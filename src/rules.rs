//! FMCSA Hours-of-Service constants for property-carrying drivers on the
//! 70-hour / 8-day cycle (49 CFR Part 395).
//!
//! Every value here is a duration in minutes or a distance in miles; the
//! simulator never hardcodes a regulation number inline.

/// Maximum driving minutes allowed in a single shift (11 hours).
pub const MAX_DRIVING: i64 = 660;

/// Maximum on-duty window in a single shift, wall-clock from first on-duty
/// activity (14 hours).
pub const MAX_WINDOW: i64 = 840;

/// Maximum continuous driving minutes before a mandatory 30-minute break
/// (8 hours).
pub const MAX_DRIVE_BEFORE_BREAK: i64 = 480;

/// Off-duty minutes that reset the shift counters (10 hours).
pub const REST: i64 = 600;

/// Mandatory mid-shift break duration (30 minutes).
pub const BREAK: i64 = 30;

/// Off-duty minutes that reset the 70-hour cycle (34 hours).
pub const RESTART: i64 = 2040;

/// Maximum minutes countable against the rolling 70-hour / 8-day cycle.
pub const MAX_CYCLE: i64 = 4200;

/// Distance between mandatory fuel stops, in miles.
pub const FUEL_INTERVAL_MI: f64 = 1000.0;

/// Fuel stop duration in minutes.
pub const FUEL_DURATION: i64 = 30;

/// Pickup and dropoff stop duration in minutes (on-duty, not driving).
pub const PICKUP_DROPOFF_DURATION: i64 = 60;

/// Average road speed used to convert miles to driving minutes, in mph.
pub const AVG_SPEED_MPH: f64 = 55.0;

/// Upper (exclusive) bound on cycle hours accepted by [`crate::hos::Simulator::new`].
pub const MAX_CYCLE_HOURS_INPUT: f64 = 70.0;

The problem:
A reply that repeats all the data exactly is required.

Reply:
filename src/rules.rs
//! FMCSA Hours-of-Service constants for property-carrying drivers on the
//! 70-hour / 8-day cycle (49 CFR Part 395).
//!
//! Every value here is a duration in minutes or a distance in miles; the
//! simulator never hardcodes a regulation number inline.

/// Maximum driving minutes allowed in a single shift (11 hours).
pub const MAX_DRIVING: i64 = 660;

/// Maximum on-duty window in a single shift, wall-clock from first on-duty
/// activity (14 hours).
pub const MAX_WINDOW: i64 = 840;

/// Maximum continuous driving minutes before a mandatory 30-minute break
/// (8 hours).
pub const MAX_DRIVE_BEFORE_BREAK: i64 = 480;

/// Off-duty minutes that reset the shift counters (10 hours).
pub const REST: i64 = 600;

/// Mandatory mid-shift break duration (30 minutes).
pub const BREAK: i64 = 30;

/// Off-duty minutes that reset the 70-hour cycle (34 hours).
pub const RESTART: i64 = 2040;

/// Maximum minutes countable against the rolling 70-hour / 8-day cycle.
pub const MAX_CYCLE: i64 = 4200;

/// Distance between mandatory fuel stops, in miles.
pub const FUEL_INTERVAL_MI: f64 = 1000.0;

/// Fuel stop duration in minutes.
pub const FUEL_DURATION: i64 = 30;

/// Pickup and dropoff stop duration in minutes (on-duty, not driving).
pub const PICKUP_DROPOFF_DURATION: i64 = 60;

/// Average road speed used to convert miles to driving minutes, in mph.
pub const AVG_SPEED_MPH: f64 = 55.0;

/// Upper (exclusive) bound on cycle hours accepted by [`crate::hos::Simulator::new`].
pub const MAX_CYCLE_HOURS_INPUT: f64 = 70.0;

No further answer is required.